Despite this milestone, spending on energy transition technology must immediately triple to achieve the goal of net zero emissions by 2050 to combat climate change, according to research group BloombergNEF.

Total investment in sectors such as renewables, nuclear energy, zero-emission vehicles or recycling projects reached $1.1 trillion last year, which is equal to spending on fossil fuels.

This represents an increase of 31% from the previous year, the first time that total investment has been measured in trillions.
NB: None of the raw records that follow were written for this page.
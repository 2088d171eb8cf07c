//! Per-CPU Data Structures for SMP
//!
//! Each CPU has its own data area, accessed via the GS segment base.
//! This provides fast, lock-free access to CPU-local data.
//!
//! Memory layout:
//! - GS:0x00 = kernel_stack_top (used by syscall entry)
//! - GS:0x08 = user_rsp_tmp (used by syscall entry)
//! - GS:0x10 = cpu_id (APIC ID)
//! - GS:0x18 = self pointer
//! - GS:0x20 = current_task pointer
//! - GS:0x28 = preempt_count (preemption disable counter)
//! - GS:0x30 = irq_count (interrupt nesting level)
//! - GS:0x38 = in_interrupt flag

use core::cell::UnsafeCell;
use core::sync::atomic::{AtomicBool, AtomicPtr, AtomicU32, AtomicU64, Ordering};
use alloc::boxed::Box;
use spin::Once;

use super::smp::MAX_CPUS;

/// Wrapper for *mut PerCpu that implements Send + Sync
/// This is safe because:
/// - Each CPU only accesses its own PerCpu area via GS base
/// - Cross-CPU access only happens through proper synchronization
#[derive(Clone, Copy)]
struct PerCpuPtr(*mut PerCpu);
unsafe impl Send for PerCpuPtr {}
unsafe impl Sync for PerCpuPtr {}

/// Wrapper for UnsafeCell<PerCpu> that implements Sync
/// This is safe because BSP_PERCPU is only accessed by the BSP
/// and cross-CPU access happens through proper synchronization
struct SyncPerCpu(UnsafeCell<PerCpu>);
unsafe impl Sync for SyncPerCpu {}

/// Per-CPU data structure
///
/// IMPORTANT: The first two fields MUST match the layout expected by
/// the syscall assembly code (syscall.rs):
/// - offset 0: kernel_stack_top
/// - offset 8: user_rsp_tmp
#[repr(C, align(64))] // Cache-line aligned to prevent false sharing
pub struct PerCpu {
    // === Fields used by syscall entry (DO NOT REORDER) ===
    /// Kernel stack top for current task (offset 0x00)
    pub kernel_stack_top: u64,
    /// Temporary storage for user RSP during syscall (offset 0x08)
    pub user_rsp_tmp: u64,

    // === Per-CPU identification ===
    /// CPU ID (APIC ID) (offset 0x10)
    pub cpu_id: u32,
    /// Padding for alignment
    _pad0: u32,
    /// Self pointer (for GS-relative access) (offset 0x18)
    pub self_ptr: *mut PerCpu,

    // === Current execution state ===
    /// Pointer to current task (offset 0x20)
    pub current_task: AtomicPtr<u8>,

    // === Preemption and interrupt state ===
    /// Preemption disable counter (offset 0x28)
    /// When > 0, preemption is disabled
    pub preempt_count: AtomicU32,
    /// Interrupt nesting level (offset 0x2C)
    /// Incremented on interrupt entry, decremented on exit
    pub irq_count: AtomicU32,
    /// Flag indicating we're in an interrupt context (offset 0x30)
    pub in_interrupt: AtomicBool,
    _pad1: [u8; 7],

    // === Statistics ===
    /// Total interrupts handled by this CPU
    pub interrupt_count: AtomicU64,
    /// Total context switches on this CPU
    pub context_switches: AtomicU64,
    /// Total syscalls handled by this CPU
    pub syscall_count: AtomicU64,

    // === Idle state ===
    /// Time spent idle (in TSC ticks)
    pub idle_ticks: AtomicU64,
    /// Whether this CPU is currently idle
    pub is_idle: AtomicBool,
    _pad2: [u8; 7],
}

impl PerCpu {
    /// Creates a new PerCpu structure for a given CPU
    pub const fn new(cpu_id: u32) -> Self {
        Self {
            kernel_stack_top: 0,
            user_rsp_tmp: 0,
            cpu_id,
            _pad0: 0,
            self_ptr: core::ptr::null_mut(),
            current_task: AtomicPtr::new(core::ptr::null_mut()),
            preempt_count: AtomicU32::new(0),
            irq_count: AtomicU32::new(0),
            in_interrupt: AtomicBool::new(false),
            _pad1: [0; 7],
            interrupt_count: AtomicU64::new(0),
            context_switches: AtomicU64::new(0),
            syscall_count: AtomicU64::new(0),
            idle_ticks: AtomicU64::new(0),
            is_idle: AtomicBool::new(false),
            _pad2: [0; 7],
        }
    }
}

/// Global array of per-CPU data pointers
/// Index is the CPU number (0..MAX_CPUS), not APIC ID
static PERCPU_AREAS: Once<[Option<PerCpuPtr>; MAX_CPUS]> = Once::new();

/// Mapping from APIC ID to CPU number
static APIC_TO_CPU: [AtomicU32; MAX_CPUS] = {
    const INIT: AtomicU32 = AtomicU32::new(u32::MAX);
    [INIT; MAX_CPUS]
};

/// Number of initialized CPUs
static NUM_CPUS: AtomicU32 = AtomicU32::new(0);

/// BSP's per-CPU data (statically allocated for bootstrap)
static BSP_PERCPU: SyncPerCpu = SyncPerCpu(UnsafeCell::new(PerCpu::new(0)));

/// Early initialization of per-CPU data for the BSP
/// This MUST be called before syscall::init() to set up GS base
/// for the syscall entry code.
pub fn early_init_bsp() {
    let bsp_percpu = unsafe { &mut *BSP_PERCPU.0.get() };
    bsp_percpu.self_ptr = bsp_percpu as *mut PerCpu;

    // Set GS base for BSP (before syscall init which depends on it)
    unsafe {
        set_gs_base(bsp_percpu as *mut PerCpu);
    }
}

/// Initialize per-CPU data for the BSP (Bootstrap Processor)
/// This is called later (after mm::init) to complete initialization
pub fn init_bsp() {
    let bsp_apic_id = super::apic::lapic_id() as u32;

    // Initialize BSP's per-CPU area
    let bsp_percpu = unsafe { &mut *BSP_PERCPU.0.get() };
    bsp_percpu.cpu_id = bsp_apic_id;
    bsp_percpu.self_ptr = bsp_percpu as *mut PerCpu;

    // Initialize the global array
    PERCPU_AREAS.call_once(|| {
        let mut areas: [Option<PerCpuPtr>; MAX_CPUS] = [None; MAX_CPUS];
        areas[0] = Some(PerCpuPtr(bsp_percpu as *mut PerCpu));
        areas
    });

    // Map APIC ID to CPU 0
    APIC_TO_CPU[0].store(bsp_apic_id, Ordering::Release);
    NUM_CPUS.store(1, Ordering::Release);

    // Set GS base for BSP
    unsafe {
        set_gs_base(bsp_percpu as *mut PerCpu);
    }

    crate::kprintln!("percpu: BSP (APIC {}) initialized at {:p}", bsp_apic_id, bsp_percpu);
}

/// Initialize per-CPU data for an AP (Application Processor)
/// Called during AP startup
pub fn init_ap(cpu_num: usize, apic_id: u32) -> *mut PerCpu {
    // Allocate per-CPU area for this AP
    let percpu = Box::leak(Box::new(PerCpu::new(apic_id)));
    percpu.self_ptr = percpu as *mut PerCpu;

    // Store in global array (need interior mutability pattern)
    // For now, we use the APIC_TO_CPU mapping
    APIC_TO_CPU[cpu_num].store(apic_id, Ordering::Release);
    NUM_CPUS.fetch_add(1, Ordering::AcqRel);

    // Set GS base for this AP
    unsafe {
        set_gs_base(percpu as *mut PerCpu);
    }

    crate::kprintln!("percpu: AP {} (APIC {}) initialized at {:p}", cpu_num, apic_id, percpu);

    percpu as *mut PerCpu
}

/// Set the GS base MSR to point to the per-CPU data
unsafe fn set_gs_base(percpu: *mut PerCpu) {
    use x86_64::registers::model_specific::Msr;

    const IA32_GS_BASE: u32 = 0xC0000101;
    const IA32_KERNEL_GS_BASE: u32 = 0xC0000102;

    // Set KERNEL_GS_BASE (used after swapgs in syscall entry)
    Msr::new(IA32_KERNEL_GS_BASE).write(percpu as u64);

    // Also set GS_BASE for kernel mode (when not in syscall)
    // This is swapped with KERNEL_GS_BASE by swapgs
    Msr::new(IA32_GS_BASE).write(percpu as u64);
}

/// Get the current CPU's per-CPU data pointer
///
/// This returns the BSP's per-CPU data. In a multi-CPU system,
/// this would use GS base to get the current CPU's data, but
/// for simplicity (and to avoid GS corruption issues during
/// context switches), we use the static BSP_PERCPU for now.
#[inline(always)]
pub fn current() -> &'static PerCpu {
    // For single-CPU or BSP, just return the static BSP_PERCPU
    // This avoids issues with GS base corruption during context switches
    unsafe { &*BSP_PERCPU.0.get() }
}

/// Get a mutable reference to current CPU's per-CPU data
///
/// # Safety
/// Caller must ensure exclusive access (e.g., interrupts disabled)
#[inline(always)]
pub unsafe fn current_mut() -> &'static mut PerCpu {
    let ptr: *mut PerCpu;
    // Read self_ptr from GS:0x18
    core::arch::asm!(
        "mov {}, gs:0x18",
        out(reg) ptr,
        options(nostack, preserves_flags)
    );
    &mut *ptr
}

/// Get the current CPU ID (APIC ID)
#[inline(always)]
pub fn cpu_id() -> u32 {
    unsafe {
        let id: u32;
        // Read cpu_id from GS:0x10
        core::arch::asm!(
            "mov {:e}, gs:0x10",
            out(reg) id,
            options(nostack, preserves_flags)
        );
        id
    }
}

/// Get the kernel stack top for current CPU
#[inline(always)]
pub fn kernel_stack_top() -> u64 {
    unsafe {
        let top: u64;
        core::arch::asm!(
            "mov {}, gs:0x00",
            out(reg) top,
            options(nostack, preserves_flags)
        );
        top
    }
}

/// Set the kernel stack top for current CPU
#[inline(always)]
pub unsafe fn set_kernel_stack_top(top: u64) {
    core::arch::asm!(
        "mov gs:0x00, {}",
        in(reg) top,
        options(nostack, preserves_flags)
    );
}

/// Disable preemption on the current CPU
#[inline]
pub fn preempt_disable() {
    current().preempt_count.fetch_add(1, Ordering::Relaxed);
    // Memory barrier to ensure the increment is visible
    core::sync::atomic::fence(Ordering::SeqCst);
}

/// Enable preemption on the current CPU
#[inline]
pub fn preempt_enable() {
    // Memory barrier before decrement
    core::sync::atomic::fence(Ordering::SeqCst);
    let old = current().preempt_count.fetch_sub(1, Ordering::Relaxed);
    debug_assert!(old > 0, "preempt_enable called with preempt_count already 0");
}

/// Check if preemption is enabled on the current CPU
#[inline]
pub fn preempt_enabled() -> bool {
    current().preempt_count.load(Ordering::Relaxed) == 0
}

/// Check if we're in an interrupt context
#[inline]
pub fn in_interrupt() -> bool {
    current().in_interrupt.load(Ordering::Relaxed)
}

/// Enter interrupt context (called at interrupt entry)
#[inline]
pub fn irq_enter() {
    let percpu = current();
    percpu.irq_count.fetch_add(1, Ordering::Relaxed);
    percpu.in_interrupt.store(true, Ordering::Release);
    percpu.interrupt_count.fetch_add(1, Ordering::Relaxed);
}

/// Exit interrupt context (called at interrupt exit)
#[inline]
pub fn irq_exit() {
    let percpu = current();
    let old = percpu.irq_count.fetch_sub(1, Ordering::Relaxed);
    if old == 1 {
        percpu.in_interrupt.store(false, Ordering::Release);
    }
}

/// Get the total number of initialized CPUs
pub fn num_cpus() -> u32 {
    NUM_CPUS.load(Ordering::Acquire)
}

/// Get per-CPU data for a specific CPU number
pub fn get_percpu(cpu_num: usize) -> Option<&'static PerCpu> {
    if cpu_num >= MAX_CPUS {
        return None;
    }

    // For BSP (cpu 0), use the static area
    if cpu_num == 0 {
        return Some(unsafe { &*BSP_PERCPU.0.get() });
    }

    // For APs, we need to look up by APIC ID
    // This is a simplified implementation - in production you'd want
    // to store the pointers in PERCPU_AREAS during init_ap
    None
}

/// Increment syscall counter
#[inline]
pub fn count_syscall() {
    current().syscall_count.fetch_add(1, Ordering::Relaxed);
}

/// Increment context switch counter
#[inline]
pub fn count_context_switch() {
    current().context_switches.fetch_add(1, Ordering::Relaxed);
}

/// Get CPU statistics
pub struct CpuStats {
    pub cpu_id: u32,
    pub interrupt_count: u64,
    pub context_switches: u64,
    pub syscall_count: u64,
    pub idle_ticks: u64,
}

/// Get statistics for the current CPU
pub fn current_stats() -> CpuStats {
    let percpu = current();
    CpuStats {
        cpu_id: percpu.cpu_id,
        interrupt_count: percpu.interrupt_count.load(Ordering::Relaxed),
        context_switches: percpu.context_switches.load(Ordering::Relaxed),
        syscall_count: percpu.syscall_count.load(Ordering::Relaxed),
        idle_ticks: percpu.idle_ticks.load(Ordering::Relaxed),
    }
}

// ============================================================================
// Legacy compatibility - these functions match the old syscall.rs interface
// ============================================================================

/// Get the CPU-local data pointer (legacy interface)
/// This returns a pointer compatible with the old CpuLocal struct
#[inline]
pub fn cpu_local_ptr() -> *mut PerCpu {
    // Return pointer to static BSP_PERCPU directly
    // This is safe for single-CPU systems and avoids GS issues
    unsafe { BSP_PERCPU.0.get() }
}

/// Set kernel stack top (legacy interface)
pub unsafe fn set_kernel_stack_top_legacy(top: u64) {
    (*cpu_local_ptr()).kernel_stack_top = top;
}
The increase was driven by the energy crisis that followed Russia’s invasion of Ukraine.

“Investment in clean energy technologies is about to overtake fossil fuel investment, and we won’t look back,” said Albert Cheung, head of global analysis at BloombergNEF.

China – the world’s largest polluter – has been by far the largest investor in the energy transition, with the United States a close second.

Nearly half of all global investment has been in China, mainly in the steel recycling, renewable energy and electric vehicle sectors.

Germany has maintained its third-place position, largely due to its large electric vehicle market.
The report found that a drop in offshore wind deals has reduced investment in Britain by about a fifth.

sustainable energy
Globally, renewable energy was the largest investment sector with a value of $495 billion, followed by electrified transportation projects.

With the exception of nuclear power, all other sectors saw record levels of investment, the researchers said.

Growth in energy transition technology is also coming, as many countries have seen increased investment in fossil fuels in an effort to boost energy security.

They disrupted global energy supplies as Russia, a major producer of fossil fuels, cut off gas supplies to European Union countries and was subjected to sweeping sanctions over Russia’s invasion of Ukraine.

Wind and solar energy
A separate report by Ember, an energy think tank, said wind and solar power generated 22% of the EU’s electricity, overtaking gas (20%) for the first time.

Hydro and nuclear still account for the largest share of electricity generation in the 27-nation bloc, at 32%.